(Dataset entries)

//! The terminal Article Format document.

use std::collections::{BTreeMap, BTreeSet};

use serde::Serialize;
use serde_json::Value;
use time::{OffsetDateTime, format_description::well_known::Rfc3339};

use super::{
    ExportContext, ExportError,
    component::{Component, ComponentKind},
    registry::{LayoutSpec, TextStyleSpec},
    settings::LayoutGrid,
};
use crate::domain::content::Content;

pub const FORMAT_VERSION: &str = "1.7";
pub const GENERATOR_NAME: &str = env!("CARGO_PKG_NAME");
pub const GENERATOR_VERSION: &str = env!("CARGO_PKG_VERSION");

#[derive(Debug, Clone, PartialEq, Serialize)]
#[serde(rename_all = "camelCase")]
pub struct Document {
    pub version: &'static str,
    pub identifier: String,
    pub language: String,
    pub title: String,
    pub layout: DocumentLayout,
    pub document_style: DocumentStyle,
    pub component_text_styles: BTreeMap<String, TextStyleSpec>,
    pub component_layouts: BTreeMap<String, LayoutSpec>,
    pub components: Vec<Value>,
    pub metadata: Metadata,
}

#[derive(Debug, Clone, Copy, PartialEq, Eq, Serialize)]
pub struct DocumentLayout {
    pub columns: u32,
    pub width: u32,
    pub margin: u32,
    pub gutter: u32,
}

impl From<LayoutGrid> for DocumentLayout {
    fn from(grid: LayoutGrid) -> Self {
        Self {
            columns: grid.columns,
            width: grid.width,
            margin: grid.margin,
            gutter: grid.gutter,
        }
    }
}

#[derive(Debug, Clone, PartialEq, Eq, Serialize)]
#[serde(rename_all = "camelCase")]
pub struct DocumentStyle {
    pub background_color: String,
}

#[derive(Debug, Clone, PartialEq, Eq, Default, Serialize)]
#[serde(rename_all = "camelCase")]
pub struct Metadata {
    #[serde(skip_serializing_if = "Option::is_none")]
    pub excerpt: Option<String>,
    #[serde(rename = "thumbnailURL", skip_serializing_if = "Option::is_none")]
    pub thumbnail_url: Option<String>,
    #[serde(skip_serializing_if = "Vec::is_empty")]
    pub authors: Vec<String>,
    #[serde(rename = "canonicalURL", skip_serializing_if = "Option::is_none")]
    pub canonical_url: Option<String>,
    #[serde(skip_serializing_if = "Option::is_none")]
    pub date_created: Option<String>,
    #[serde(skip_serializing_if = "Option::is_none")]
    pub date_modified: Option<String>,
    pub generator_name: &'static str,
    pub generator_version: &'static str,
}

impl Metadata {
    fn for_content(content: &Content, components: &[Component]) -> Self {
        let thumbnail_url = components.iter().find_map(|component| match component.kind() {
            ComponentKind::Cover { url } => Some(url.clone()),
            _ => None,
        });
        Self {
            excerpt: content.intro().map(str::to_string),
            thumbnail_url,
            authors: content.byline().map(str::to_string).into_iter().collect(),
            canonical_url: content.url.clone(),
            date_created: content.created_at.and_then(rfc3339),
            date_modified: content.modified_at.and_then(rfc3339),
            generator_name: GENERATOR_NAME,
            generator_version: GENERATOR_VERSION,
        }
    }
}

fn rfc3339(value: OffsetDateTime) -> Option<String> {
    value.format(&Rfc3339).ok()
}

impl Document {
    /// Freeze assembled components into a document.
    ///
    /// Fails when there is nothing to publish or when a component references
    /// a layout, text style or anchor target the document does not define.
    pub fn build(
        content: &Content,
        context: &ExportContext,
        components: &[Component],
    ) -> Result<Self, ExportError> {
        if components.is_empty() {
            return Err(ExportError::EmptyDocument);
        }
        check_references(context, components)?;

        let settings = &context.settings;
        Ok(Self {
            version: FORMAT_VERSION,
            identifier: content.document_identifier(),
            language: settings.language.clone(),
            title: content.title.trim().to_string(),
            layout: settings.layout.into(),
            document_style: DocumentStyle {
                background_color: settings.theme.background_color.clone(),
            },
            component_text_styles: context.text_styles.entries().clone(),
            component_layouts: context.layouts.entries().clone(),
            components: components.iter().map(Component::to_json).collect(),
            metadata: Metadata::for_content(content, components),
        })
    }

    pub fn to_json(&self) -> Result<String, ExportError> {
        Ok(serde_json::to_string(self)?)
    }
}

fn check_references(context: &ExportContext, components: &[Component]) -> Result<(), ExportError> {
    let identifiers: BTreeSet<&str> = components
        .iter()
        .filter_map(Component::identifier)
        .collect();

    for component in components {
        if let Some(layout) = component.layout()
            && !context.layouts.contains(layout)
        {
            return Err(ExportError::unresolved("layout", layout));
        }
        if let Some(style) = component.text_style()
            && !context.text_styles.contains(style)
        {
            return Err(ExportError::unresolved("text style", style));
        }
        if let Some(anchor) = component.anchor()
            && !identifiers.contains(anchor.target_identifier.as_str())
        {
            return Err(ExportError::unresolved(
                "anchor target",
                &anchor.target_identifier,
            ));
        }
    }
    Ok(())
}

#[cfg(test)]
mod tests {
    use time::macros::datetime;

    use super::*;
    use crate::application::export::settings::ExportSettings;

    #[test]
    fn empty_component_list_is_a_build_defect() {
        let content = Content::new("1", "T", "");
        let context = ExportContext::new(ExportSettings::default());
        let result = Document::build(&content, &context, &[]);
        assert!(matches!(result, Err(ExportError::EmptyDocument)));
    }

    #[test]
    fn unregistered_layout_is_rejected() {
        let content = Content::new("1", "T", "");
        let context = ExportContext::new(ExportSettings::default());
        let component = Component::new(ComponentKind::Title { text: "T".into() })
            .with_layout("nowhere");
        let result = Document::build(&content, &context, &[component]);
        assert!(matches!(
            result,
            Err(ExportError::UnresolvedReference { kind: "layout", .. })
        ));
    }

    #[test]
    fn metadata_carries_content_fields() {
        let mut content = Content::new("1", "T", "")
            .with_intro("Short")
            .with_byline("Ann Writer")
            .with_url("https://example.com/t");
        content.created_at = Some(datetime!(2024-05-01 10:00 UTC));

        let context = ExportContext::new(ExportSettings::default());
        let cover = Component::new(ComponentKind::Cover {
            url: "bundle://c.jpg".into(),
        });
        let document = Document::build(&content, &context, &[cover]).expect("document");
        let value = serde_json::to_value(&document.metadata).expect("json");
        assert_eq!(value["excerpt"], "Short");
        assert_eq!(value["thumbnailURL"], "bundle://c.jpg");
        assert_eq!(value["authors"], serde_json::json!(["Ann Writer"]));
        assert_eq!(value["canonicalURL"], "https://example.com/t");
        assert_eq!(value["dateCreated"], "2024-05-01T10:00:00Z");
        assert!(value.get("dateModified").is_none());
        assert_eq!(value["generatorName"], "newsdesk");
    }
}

--

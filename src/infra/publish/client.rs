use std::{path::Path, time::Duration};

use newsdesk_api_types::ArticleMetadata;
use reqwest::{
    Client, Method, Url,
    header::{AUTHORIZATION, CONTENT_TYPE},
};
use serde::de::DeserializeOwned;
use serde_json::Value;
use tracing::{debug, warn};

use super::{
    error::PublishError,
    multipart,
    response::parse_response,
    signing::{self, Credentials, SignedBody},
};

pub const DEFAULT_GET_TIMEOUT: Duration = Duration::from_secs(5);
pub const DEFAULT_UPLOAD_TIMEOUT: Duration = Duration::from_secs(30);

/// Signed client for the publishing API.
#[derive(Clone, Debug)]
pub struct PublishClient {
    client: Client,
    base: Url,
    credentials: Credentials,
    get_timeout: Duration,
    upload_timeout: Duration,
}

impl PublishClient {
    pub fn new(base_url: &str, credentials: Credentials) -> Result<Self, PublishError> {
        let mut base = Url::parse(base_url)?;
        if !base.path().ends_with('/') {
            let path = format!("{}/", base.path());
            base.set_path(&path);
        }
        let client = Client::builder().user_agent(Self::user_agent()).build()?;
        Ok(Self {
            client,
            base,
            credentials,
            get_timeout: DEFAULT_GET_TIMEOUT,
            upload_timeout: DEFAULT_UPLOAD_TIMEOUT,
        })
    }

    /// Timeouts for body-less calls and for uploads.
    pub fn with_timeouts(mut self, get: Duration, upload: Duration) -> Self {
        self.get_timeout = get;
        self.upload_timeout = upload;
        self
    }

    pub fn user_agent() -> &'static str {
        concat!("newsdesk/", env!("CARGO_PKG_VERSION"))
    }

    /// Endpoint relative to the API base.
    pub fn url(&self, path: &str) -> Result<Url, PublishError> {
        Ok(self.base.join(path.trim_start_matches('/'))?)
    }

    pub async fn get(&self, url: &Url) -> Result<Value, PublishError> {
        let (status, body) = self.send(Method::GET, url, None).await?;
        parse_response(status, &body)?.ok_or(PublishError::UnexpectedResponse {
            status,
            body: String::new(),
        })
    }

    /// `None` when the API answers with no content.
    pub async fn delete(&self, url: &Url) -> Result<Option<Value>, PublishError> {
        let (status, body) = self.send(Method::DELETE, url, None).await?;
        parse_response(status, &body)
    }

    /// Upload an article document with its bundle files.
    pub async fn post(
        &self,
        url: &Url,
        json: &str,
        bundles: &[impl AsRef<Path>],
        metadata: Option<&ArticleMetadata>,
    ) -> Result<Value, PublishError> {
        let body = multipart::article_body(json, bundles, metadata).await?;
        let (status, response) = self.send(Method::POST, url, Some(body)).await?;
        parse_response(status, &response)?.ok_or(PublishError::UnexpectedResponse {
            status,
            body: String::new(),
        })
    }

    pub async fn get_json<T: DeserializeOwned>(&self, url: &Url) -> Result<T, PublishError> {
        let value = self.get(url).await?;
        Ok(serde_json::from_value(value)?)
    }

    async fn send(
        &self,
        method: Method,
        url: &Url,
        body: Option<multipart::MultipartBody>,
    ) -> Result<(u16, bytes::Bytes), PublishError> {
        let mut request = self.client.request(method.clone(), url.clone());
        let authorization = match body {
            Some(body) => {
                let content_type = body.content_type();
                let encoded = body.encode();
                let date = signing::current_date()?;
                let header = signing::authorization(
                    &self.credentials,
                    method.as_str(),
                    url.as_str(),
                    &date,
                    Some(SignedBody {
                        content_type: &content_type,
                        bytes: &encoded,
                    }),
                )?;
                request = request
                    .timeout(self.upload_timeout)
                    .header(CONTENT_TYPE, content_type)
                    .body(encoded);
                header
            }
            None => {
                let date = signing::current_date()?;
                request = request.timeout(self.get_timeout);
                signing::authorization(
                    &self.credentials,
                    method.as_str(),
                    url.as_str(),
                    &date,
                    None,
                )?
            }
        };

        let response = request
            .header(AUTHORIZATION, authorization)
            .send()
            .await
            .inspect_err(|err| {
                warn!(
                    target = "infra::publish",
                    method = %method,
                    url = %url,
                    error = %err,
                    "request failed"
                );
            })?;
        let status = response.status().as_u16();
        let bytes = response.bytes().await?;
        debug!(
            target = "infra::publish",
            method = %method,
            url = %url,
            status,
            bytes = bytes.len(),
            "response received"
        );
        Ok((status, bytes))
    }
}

--

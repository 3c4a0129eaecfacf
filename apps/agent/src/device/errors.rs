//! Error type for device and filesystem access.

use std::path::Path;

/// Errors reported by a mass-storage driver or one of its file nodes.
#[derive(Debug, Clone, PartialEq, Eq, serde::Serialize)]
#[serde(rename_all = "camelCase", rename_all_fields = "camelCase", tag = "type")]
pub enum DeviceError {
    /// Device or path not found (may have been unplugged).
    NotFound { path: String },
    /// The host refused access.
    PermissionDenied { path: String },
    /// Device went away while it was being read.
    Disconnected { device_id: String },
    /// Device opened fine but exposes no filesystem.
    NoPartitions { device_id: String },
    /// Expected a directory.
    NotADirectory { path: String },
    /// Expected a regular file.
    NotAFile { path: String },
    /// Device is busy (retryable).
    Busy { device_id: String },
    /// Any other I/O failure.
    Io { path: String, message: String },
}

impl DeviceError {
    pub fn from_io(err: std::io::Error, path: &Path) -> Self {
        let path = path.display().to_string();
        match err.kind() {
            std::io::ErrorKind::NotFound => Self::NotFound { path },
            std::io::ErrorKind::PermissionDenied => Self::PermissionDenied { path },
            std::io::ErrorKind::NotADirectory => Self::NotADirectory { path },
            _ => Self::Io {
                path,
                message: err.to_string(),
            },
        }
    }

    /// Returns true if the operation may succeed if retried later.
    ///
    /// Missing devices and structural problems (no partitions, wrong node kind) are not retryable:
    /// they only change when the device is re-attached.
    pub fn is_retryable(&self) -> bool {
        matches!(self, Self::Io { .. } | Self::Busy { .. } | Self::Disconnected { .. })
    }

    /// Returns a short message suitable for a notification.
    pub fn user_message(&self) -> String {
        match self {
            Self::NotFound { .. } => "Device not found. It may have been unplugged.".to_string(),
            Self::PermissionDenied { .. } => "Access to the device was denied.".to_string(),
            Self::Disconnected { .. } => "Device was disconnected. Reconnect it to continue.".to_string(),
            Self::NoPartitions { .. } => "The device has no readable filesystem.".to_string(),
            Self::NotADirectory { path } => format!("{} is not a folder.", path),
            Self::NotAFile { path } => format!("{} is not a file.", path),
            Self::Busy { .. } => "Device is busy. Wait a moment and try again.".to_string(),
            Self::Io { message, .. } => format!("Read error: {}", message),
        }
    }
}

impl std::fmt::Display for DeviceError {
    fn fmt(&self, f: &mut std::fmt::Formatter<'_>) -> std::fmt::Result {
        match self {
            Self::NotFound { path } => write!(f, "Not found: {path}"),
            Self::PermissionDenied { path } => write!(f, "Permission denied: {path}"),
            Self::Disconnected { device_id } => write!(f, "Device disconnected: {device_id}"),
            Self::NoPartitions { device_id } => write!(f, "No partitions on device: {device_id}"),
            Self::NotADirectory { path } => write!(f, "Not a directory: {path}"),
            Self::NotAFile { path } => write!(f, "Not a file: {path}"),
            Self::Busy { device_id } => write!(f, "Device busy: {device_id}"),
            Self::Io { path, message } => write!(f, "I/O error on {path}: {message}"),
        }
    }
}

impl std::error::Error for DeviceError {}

• [Your task]: Out of the records above, pick each line that contains the string "infra".

• [Exercise solution]:
filename src/infra/publish/client.rs
                    target = "infra::publish",
            target = "infra::publish",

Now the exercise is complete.